Directions for this task:
From the first line onward, reproduce the records exactly; the final line to include is the one holding "that parses wins.".

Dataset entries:
╭──

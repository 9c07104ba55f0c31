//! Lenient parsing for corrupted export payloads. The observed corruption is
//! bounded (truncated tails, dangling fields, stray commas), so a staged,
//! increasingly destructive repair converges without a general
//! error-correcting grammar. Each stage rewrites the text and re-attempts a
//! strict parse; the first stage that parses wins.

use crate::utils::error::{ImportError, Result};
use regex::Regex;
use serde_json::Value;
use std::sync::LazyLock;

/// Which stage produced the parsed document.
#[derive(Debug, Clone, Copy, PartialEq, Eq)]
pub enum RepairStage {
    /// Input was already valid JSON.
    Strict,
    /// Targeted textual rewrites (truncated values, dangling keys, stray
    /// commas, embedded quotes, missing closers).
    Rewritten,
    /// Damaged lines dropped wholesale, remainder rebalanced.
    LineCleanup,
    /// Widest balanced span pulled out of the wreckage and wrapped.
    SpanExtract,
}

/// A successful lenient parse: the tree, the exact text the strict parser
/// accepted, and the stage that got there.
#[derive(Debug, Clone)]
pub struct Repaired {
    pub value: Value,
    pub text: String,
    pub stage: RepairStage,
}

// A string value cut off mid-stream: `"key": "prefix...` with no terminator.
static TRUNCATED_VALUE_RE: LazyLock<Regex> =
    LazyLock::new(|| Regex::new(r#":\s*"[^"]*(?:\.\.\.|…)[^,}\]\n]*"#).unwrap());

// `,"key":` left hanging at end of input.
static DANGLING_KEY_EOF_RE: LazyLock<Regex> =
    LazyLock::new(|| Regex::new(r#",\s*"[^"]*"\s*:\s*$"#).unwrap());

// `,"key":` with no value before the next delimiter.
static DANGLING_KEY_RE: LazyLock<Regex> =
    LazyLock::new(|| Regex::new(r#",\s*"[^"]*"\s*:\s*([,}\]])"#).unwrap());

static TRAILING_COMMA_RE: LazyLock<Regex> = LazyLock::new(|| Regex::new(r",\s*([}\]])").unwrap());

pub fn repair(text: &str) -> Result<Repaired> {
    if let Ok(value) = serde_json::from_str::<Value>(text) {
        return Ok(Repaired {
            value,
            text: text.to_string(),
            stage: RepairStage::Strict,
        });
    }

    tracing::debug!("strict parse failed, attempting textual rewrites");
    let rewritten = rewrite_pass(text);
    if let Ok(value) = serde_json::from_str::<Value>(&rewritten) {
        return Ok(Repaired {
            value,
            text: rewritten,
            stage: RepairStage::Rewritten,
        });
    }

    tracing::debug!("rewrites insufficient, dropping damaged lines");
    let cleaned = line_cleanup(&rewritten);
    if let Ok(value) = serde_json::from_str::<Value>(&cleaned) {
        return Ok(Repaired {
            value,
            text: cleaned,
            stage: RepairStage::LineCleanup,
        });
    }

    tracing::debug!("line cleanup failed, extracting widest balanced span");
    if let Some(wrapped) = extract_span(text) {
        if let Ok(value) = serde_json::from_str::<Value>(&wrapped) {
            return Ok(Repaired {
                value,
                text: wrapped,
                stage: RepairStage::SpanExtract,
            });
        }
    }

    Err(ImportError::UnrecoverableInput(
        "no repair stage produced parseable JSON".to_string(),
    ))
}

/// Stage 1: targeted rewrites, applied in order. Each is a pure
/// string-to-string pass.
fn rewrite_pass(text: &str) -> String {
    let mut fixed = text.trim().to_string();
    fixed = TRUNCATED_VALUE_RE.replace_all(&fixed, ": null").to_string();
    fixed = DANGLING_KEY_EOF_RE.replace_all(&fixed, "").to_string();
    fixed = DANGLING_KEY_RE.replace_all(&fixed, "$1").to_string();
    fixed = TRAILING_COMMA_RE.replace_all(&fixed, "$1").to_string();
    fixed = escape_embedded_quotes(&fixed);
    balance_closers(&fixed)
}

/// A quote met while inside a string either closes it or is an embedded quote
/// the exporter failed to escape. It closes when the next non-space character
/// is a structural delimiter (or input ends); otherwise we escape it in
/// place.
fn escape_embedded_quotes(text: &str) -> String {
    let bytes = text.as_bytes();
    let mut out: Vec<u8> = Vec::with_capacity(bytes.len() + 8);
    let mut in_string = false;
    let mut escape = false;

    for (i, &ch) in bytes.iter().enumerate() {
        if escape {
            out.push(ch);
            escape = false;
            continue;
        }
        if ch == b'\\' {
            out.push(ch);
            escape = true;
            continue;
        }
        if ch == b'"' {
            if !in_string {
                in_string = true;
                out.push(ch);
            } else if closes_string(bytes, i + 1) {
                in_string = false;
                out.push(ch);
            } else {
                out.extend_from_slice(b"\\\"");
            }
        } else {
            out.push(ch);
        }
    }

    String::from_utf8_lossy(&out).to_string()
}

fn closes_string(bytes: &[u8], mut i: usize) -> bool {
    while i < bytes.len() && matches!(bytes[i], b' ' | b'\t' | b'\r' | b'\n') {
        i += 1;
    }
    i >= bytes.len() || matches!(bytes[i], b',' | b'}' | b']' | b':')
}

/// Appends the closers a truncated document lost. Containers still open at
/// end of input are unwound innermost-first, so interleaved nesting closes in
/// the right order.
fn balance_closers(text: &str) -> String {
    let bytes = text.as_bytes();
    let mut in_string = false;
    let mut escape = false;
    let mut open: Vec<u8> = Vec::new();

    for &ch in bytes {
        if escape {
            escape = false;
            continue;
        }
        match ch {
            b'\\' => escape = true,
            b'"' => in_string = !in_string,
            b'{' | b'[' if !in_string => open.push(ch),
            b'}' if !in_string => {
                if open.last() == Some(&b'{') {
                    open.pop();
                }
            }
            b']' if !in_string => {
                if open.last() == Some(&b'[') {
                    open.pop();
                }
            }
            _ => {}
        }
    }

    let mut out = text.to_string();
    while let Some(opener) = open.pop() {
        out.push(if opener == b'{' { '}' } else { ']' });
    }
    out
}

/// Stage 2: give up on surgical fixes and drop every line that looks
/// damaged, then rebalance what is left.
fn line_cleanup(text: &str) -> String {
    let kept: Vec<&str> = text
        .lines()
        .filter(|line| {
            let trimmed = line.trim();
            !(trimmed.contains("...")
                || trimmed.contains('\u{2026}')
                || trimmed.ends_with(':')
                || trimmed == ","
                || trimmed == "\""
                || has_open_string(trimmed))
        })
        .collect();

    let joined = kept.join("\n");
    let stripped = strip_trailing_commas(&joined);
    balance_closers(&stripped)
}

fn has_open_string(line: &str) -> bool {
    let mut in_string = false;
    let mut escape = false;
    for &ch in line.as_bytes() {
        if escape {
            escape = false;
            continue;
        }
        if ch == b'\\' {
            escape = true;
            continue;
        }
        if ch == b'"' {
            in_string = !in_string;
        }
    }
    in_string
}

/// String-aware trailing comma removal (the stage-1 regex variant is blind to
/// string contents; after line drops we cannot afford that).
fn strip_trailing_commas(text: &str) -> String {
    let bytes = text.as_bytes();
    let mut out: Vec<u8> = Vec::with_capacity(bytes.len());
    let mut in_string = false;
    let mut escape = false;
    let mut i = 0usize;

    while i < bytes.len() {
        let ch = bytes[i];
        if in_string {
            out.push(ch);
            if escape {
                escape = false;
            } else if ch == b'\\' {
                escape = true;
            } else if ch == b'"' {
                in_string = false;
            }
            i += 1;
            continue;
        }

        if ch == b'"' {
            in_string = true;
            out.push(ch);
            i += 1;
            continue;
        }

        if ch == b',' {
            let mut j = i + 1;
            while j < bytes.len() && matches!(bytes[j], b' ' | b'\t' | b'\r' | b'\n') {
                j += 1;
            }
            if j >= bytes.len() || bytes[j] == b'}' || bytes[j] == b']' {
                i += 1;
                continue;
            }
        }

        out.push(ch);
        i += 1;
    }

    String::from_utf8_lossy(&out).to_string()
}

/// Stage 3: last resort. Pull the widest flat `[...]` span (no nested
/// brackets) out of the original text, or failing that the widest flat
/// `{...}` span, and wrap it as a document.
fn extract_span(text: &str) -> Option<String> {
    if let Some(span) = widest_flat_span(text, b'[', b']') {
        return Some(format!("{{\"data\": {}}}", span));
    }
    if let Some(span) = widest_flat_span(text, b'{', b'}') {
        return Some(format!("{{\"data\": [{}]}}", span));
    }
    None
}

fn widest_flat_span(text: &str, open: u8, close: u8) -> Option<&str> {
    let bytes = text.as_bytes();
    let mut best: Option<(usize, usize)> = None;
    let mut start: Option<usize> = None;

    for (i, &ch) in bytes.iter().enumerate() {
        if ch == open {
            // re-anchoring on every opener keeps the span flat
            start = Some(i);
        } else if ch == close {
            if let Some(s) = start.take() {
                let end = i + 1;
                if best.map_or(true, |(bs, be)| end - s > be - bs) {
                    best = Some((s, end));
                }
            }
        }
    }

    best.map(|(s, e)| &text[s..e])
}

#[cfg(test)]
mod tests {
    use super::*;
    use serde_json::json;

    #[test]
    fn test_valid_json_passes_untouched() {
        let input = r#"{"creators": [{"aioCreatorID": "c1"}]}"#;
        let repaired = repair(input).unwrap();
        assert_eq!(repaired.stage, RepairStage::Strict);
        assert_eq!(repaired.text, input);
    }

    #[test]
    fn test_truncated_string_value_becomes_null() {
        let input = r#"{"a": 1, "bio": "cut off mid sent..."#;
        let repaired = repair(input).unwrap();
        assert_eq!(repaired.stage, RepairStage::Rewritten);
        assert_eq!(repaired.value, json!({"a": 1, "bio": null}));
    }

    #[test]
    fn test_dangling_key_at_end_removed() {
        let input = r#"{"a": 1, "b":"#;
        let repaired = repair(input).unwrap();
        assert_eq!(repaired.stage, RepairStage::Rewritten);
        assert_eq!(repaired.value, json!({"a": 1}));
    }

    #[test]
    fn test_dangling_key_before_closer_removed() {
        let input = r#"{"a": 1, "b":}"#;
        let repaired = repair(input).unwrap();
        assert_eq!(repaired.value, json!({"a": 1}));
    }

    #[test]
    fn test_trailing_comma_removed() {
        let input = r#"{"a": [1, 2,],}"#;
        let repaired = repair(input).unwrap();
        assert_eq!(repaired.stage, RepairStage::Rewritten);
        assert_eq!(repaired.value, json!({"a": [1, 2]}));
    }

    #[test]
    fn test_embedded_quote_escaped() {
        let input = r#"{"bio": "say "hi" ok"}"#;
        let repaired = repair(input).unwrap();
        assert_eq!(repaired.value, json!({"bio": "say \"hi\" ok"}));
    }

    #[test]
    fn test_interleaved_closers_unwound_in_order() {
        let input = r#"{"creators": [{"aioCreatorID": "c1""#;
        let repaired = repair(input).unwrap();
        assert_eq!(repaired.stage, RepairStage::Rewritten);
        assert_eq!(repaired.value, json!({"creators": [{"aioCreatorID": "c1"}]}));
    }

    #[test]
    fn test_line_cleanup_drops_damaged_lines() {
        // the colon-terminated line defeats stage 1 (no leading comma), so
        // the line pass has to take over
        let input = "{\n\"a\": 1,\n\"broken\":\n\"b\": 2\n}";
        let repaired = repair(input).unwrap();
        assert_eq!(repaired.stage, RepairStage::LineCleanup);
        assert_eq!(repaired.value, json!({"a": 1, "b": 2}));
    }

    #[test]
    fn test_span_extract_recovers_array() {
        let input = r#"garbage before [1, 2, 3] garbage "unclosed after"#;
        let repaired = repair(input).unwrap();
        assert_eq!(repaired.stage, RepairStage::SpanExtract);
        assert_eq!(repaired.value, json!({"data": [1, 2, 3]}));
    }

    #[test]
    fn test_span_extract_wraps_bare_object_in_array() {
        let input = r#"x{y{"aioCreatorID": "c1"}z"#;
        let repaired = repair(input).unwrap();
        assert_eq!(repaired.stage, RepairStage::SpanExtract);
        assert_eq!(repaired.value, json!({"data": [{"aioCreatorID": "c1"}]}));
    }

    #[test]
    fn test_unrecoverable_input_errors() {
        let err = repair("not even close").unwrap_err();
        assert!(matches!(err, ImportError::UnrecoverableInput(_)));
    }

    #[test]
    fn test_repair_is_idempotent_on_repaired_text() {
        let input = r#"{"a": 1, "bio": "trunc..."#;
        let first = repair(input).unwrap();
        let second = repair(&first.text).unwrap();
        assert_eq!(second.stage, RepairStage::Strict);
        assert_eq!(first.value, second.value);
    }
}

╰──

Exercise output:
repository 9c07104ba55f0c31
//! Lenient parsing for corrupted export payloads. The observed corruption is
//! bounded (truncated tails, dangling fields, stray commas), so a staged,
//! increasingly destructive repair converges without a general
//! error-correcting grammar. Each stage rewrites the text and re-attempts a
//! strict parse; the first stage that parses wins.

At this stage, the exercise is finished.